As plans are transformed to memories, I start to more and more accept where I am. I am in a job at a place I love in the same way I did Redgate. There was a lot of stuff I am going to miss there, but I felt the same way when I arrived there. Then this almost odd calm that my leaving was the best for me comes over me. It is an incomplete calm of course, because unlike a lot of people, I see and interact with my old coworkers, and I still will be using my old company’s software (I installed SQL Prompt today!). Add to that, the fact that I will be linking back to articles left on the website I managed for years to come.
Heck, for my new job I am reading/rereading a lot of the articles on Simple Talk about Fabric. (And my post that comes out tomorrow about SSMS actually links to a Redgate product I love.) I couldn’t get away from Redgate completely if I wanted!
The Bonus Stage: Fear
I tend to think of fear in this context as the practical, somewhat more rational side of stuff that starts out as depression. Depression and fear are really similar to me, but fear hits the realistic challenges that you aren’t sure you can get past. For me it started when I saw what COBRA insurance costs were. “it costs that to get insurance?” No longer was I thinking “no more going to fun conferences with Grant, Steve and Kellyn” it was “how will I live if…”

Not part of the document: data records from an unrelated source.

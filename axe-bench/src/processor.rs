//! Turns a run's sample series into a [`RunResult`].
//!
//! Hashrate is averaged after dropping the most extreme readings on each
//! side, temperatures after leaving out the warmup period, and the average
//! is compared against what the chip should produce at the tested
//! frequency.

use thiserror::Error;

use crate::config::ProcessingConfig;
use crate::tracing::prelude::*;
use crate::types::{Configuration, RunResult, Sample};

/// Why a run produced no usable result.
#[derive(Debug, Clone, PartialEq, Error)]
pub enum Rejection {
    #[error("insufficient data: {valid} valid samples, {required} required")]
    InsufficientData { valid: usize, required: usize },

    #[error("zero hashrate")]
    ZeroHashrate,

    /// Hashrate fell short of the stable band. The result is still
    /// reported so it can be recorded.
    #[error(
        "hashrate {:.1} GH/s short of expected {:.1} GH/s",
        .0.average_hashrate,
        .0.expected_hashrate
    )]
    Unstable(Box<RunResult>),
}

#[derive(Debug, Clone)]
pub struct ResultProcessor {
    config: ProcessingConfig,
}

impl ResultProcessor {
    pub fn new(config: ProcessingConfig) -> Self {
        Self { config }
    }

    /// Reduce `samples` taken at `configuration` to a result.
    ///
    /// `expected_hashrate_ghs` is the theoretical maximum at the tested
    /// frequency. Zero disables the tolerance check.
    pub fn process(
        &self,
        samples: &[Sample],
        configuration: Configuration,
        expected_hashrate_ghs: f64,
    ) -> Result<RunResult, Rejection> {
        let required = self.config.min_valid_samples;
        if samples.len() < required {
            return Err(Rejection::InsufficientData {
                valid: samples.len(),
                required,
            });
        }

        let average_hashrate = self.trimmed_mean_hashrate(samples);
        if average_hashrate <= 0.0 {
            return Err(Rejection::ZeroHashrate);
        }

        let settled = self.after_warmup(samples);
        let average_temperature = mean(settled.iter().map(|s| s.chip_temp_c));
        let vr_temps: Vec<f64> = settled.iter().filter_map(|s| s.vr_temp_c).collect();
        let average_vr_temp = (!vr_temps.is_empty()).then(|| mean(vr_temps.iter().copied()));
        let average_power = mean(samples.iter().map(|s| s.power_w));
        let efficiency_jth = average_power / (average_hashrate / 1000.0);

        let stable = within(
            average_hashrate,
            expected_hashrate_ghs,
            self.config.stable_tolerance,
        );
        let valid = within(
            average_hashrate,
            expected_hashrate_ghs,
            self.config.valid_tolerance,
        );

        let result = RunResult {
            configuration,
            average_hashrate,
            average_temperature,
            average_vr_temp,
            average_power,
            efficiency_jth,
            input_voltages: samples.iter().map(|s| s.input_voltage_mv).collect(),
            expected_hashrate: expected_hashrate_ghs,
            valid,
            stable,
        };

        info!(
            %configuration,
            average_hashrate_ghs = result.average_hashrate,
            expected_hashrate_ghs = result.expected_hashrate,
            average_temp_c = result.average_temperature,
            average_vr_temp_c = ?result.average_vr_temp,
            efficiency_jth = result.efficiency_jth,
            stable,
            valid,
            "Run complete"
        );

        if stable {
            Ok(result)
        } else {
            Err(Rejection::Unstable(Box::new(result)))
        }
    }

    /// Mean of the hashrate readings with the `outlier_trim` highest and
    /// lowest removed. Falls back to the plain mean when trimming would
    /// leave nothing.
    fn trimmed_mean_hashrate(&self, samples: &[Sample]) -> f64 {
        let mut hashrates: Vec<f64> = samples.iter().map(|s| s.hashrate_ghs).collect();
        hashrates.sort_by(f64::total_cmp);

        let trim = self.config.outlier_trim;
        if hashrates.len() > 2 * trim {
            mean(hashrates[trim..hashrates.len() - trim].iter().copied())
        } else {
            mean(hashrates.into_iter())
        }
    }

    fn after_warmup<'s>(&self, samples: &'s [Sample]) -> &'s [Sample] {
        samples
            .get(self.config.warmup_samples..)
            .filter(|settled| !settled.is_empty())
            .unwrap_or(samples)
    }
}

/// True when `average` is no more than `tolerance` (a fraction) below
/// `expected`.
fn within(average: f64, expected: f64, tolerance: f64) -> bool {
    expected <= 0.0 || average >= expected * (1.0 - tolerance)
}

fn mean(values: impl Iterator<Item = f64>) -> f64 {
    let (sum, count) = values.fold((0.0, 0usize), |(sum, count), v| (sum + v, count + 1));
    if count == 0 { 0.0 } else { sum / count as f64 }
}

Even when I was working directly on getting a job (with people I had worked with before, mind you), fear gripped me… what if they change their mind? What if I don’t pass the security checks? What if… Now mind you, if they changed their minds, they would have told me. These are people who are actual friends of mine and while they could have changed their minds, they would have at least told me.

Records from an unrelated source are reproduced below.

//! Benchmark an AxeOS device across core voltage and frequency settings.
//!
//! Starting from the given voltage and frequency, the device is stepped up
//! in frequency while it stays stable and given more voltage when it
//! doesn't. On exit, whether the search finished, was interrupted or hit a
//! safety limit, the device is left on the best settings found and the
//! results are written to `bitaxe_benchmark_results_<device>.json`.

use std::path::PathBuf;
use std::process::ExitCode;
use std::sync::Arc;
use std::time::Duration;

use anyhow::{Context, Result};
use clap::{CommandFactory, Parser};
use tokio_util::sync::CancellationToken;

use axe_bench::config::{BackoffMode, BenchmarkConfig, SamplingConfig, SearchLimits};
use axe_bench::device::HttpDeviceClient;
use axe_bench::report::{ReportWriter, format_summary};
use axe_bench::search::{BenchmarkOutcome, SearchController};
use axe_bench::tracing::{init_journald_or_stdout, prelude::*};
use axe_bench::types::Configuration;

const DISCLAIMER: &str = "\
DISCLAIMER: This tool stresses the device by running it at voltages and
frequencies outside the factory settings. Hard limits on temperature,
power and input voltage are enforced, but overclocking can still damage
hardware or shorten its life. Make sure the device is properly cooled and
powered. Use at your own risk.
";

#[derive(Parser, Debug)]
#[command(name = "axe-bench", version)]
#[command(about = "Find the best stable core voltage and frequency for an AxeOS device")]
struct Args {
    /// IP address or hostname of the device
    device: Option<String>,

    /// Initial core voltage (mV)
    #[arg(short = 'v', long, default_value_t = 1150)]
    voltage: u32,

    /// Initial frequency (MHz)
    #[arg(short = 'f', long, default_value_t = 525)]
    frequency: u32,

    /// How long each setting is sampled (seconds)
    #[arg(long, default_value_t = 150, value_name = "SECS")]
    benchmark_time: u64,

    /// Delay between telemetry samples (seconds)
    #[arg(long, default_value_t = 15, value_name = "SECS")]
    sample_interval: u64,

    /// Also lower the frequency one step when a setting is unstable
    #[arg(long)]
    retreat_frequency: bool,

    /// Directory for the JSON results file
    #[arg(long, default_value = ".", value_name = "DIR")]
    output_dir: PathBuf,
}

impl Args {
    fn benchmark_config(&self) -> BenchmarkConfig {
        let backoff = if self.retreat_frequency {
            BackoffMode::RetreatFrequency
        } else {
            BackoffMode::HoldFrequency
        };

        BenchmarkConfig {
            initial: Some(Configuration::new(self.voltage, self.frequency)),
            search: SearchLimits {
                backoff,
                ..Default::default()
            },
            sampling: SamplingConfig {
                benchmark_time: Duration::from_secs(self.benchmark_time),
                sample_interval: Duration::from_secs(self.sample_interval),
                ..Default::default()
            },
            ..Default::default()
        }
    }
}

#[tokio::main]
async fn main() -> ExitCode {
    let args = match Args::try_parse() {
        Ok(args) => args,
        Err(e) => {
            let _ = e.print();
            return if e.use_stderr() {
                ExitCode::FAILURE
            } else {
                ExitCode::SUCCESS
            };
        }
    };

    let Some(device) = args.device.clone() else {
        let _ = Args::command().print_help();
        return ExitCode::FAILURE;
    };

    init_journald_or_stdout();

    match run(device, &args).await {
        Ok(code) => code,
        Err(e) => {
            error!("{e:#}");
            ExitCode::FAILURE
        }
    }
}

async fn run(device: String, args: &Args) -> Result<ExitCode> {
    let config = args.benchmark_config();
    let initial = config.initial_configuration();
    let backoff = config.search.backoff;

    let client = HttpDeviceClient::new(&device)
        .with_context(|| format!("Failed to create client for {device}"))?;
    let base_url = client.base_url().to_string();
    let controller = SearchController::new(Arc::new(client), config)
        .context("Invalid benchmark parameters")?;

    println!("{DISCLAIMER}");
    info!(
        device = %base_url,
        %initial,
        benchmark_secs = args.benchmark_time,
        interval_secs = args.sample_interval,
        ?backoff,
        "Starting benchmark"
    );

    let cancellation = CancellationToken::new();
    tokio::spawn(cancel_on_interrupt(cancellation.clone()));

    let writer = ReportWriter::new(&args.output_dir, device);
    let outcome = controller
        .with_report(writer.clone())
        .run(cancellation)
        .await;

    match writer.save(&outcome.results).await {
        Ok(report) => {
            info!(path = %writer.path().display(), "Results saved");
            println!("\n{}", format_summary(&report));
        }
        Err(e) => error!(path = %writer.path().display(), "Failed to save results: {e}"),
    }
    print_outcome(&outcome);

    Ok(ExitCode::from(outcome.exit_code()))
}

async fn cancel_on_interrupt(cancellation: CancellationToken) {
    if tokio::signal::ctrl_c().await.is_ok() {
        warn!("Interrupted, restoring best settings before exit");
        cancellation.cancel();
    }
}

fn print_outcome(outcome: &BenchmarkOutcome) {
    println!("Stopped: {}", outcome.stop_reason);

    match (&outcome.final_configuration, &outcome.final_apply_error) {
        (Some(configuration), _) => println!("Device left at {configuration}"),
        (None, Some(e)) => println!("Could not restore settings: {e}"),
        (None, None) => {}
    }
}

And I am quite sure that I haven’t been convicted of any crimes, I haven’t even had a speeding ticket in 20 years, so i was confident… but you know… that annoying little phrase seeps in.
“What If?”
“What if” can grip you and keep you in a state of fear and depression, and the kicker… you brain may accept it as real. The worst part of it is that 25 years since my first layoff, I still have that wee bit of paranoia in the back of my head that this could be the day. No matter how comfortable you feel, it could happen.
Hopefully many of you think this as more of a thing that could happen more than fearing that it will happen, but for me it will always be this fear in the back of my mind. And worse yet, sometimes it comes when you have stopped fearing that it will. And that is the worst of it.
Summary
The major part of my journey is complete. I am working now, back in the place I have worked nearly half of my life. Same company, a lot of the same places, but a lot of new challenges.
I still have memories and plans to kill off in my mind, and as I write this, I have to install software from the company I just left to do my new job. Software I had a hand in suggesting they get. And to be quite honest, I would make that suggestion today even if they didn’t have it yet.
I can’t promise that even when I come to the true “end” of this current grieving period that I will ever be able to be 100% over it all. All I will promise that one of my next editorials will be about my love of one or more of my previous company’s products and I am as over it as I am going to get.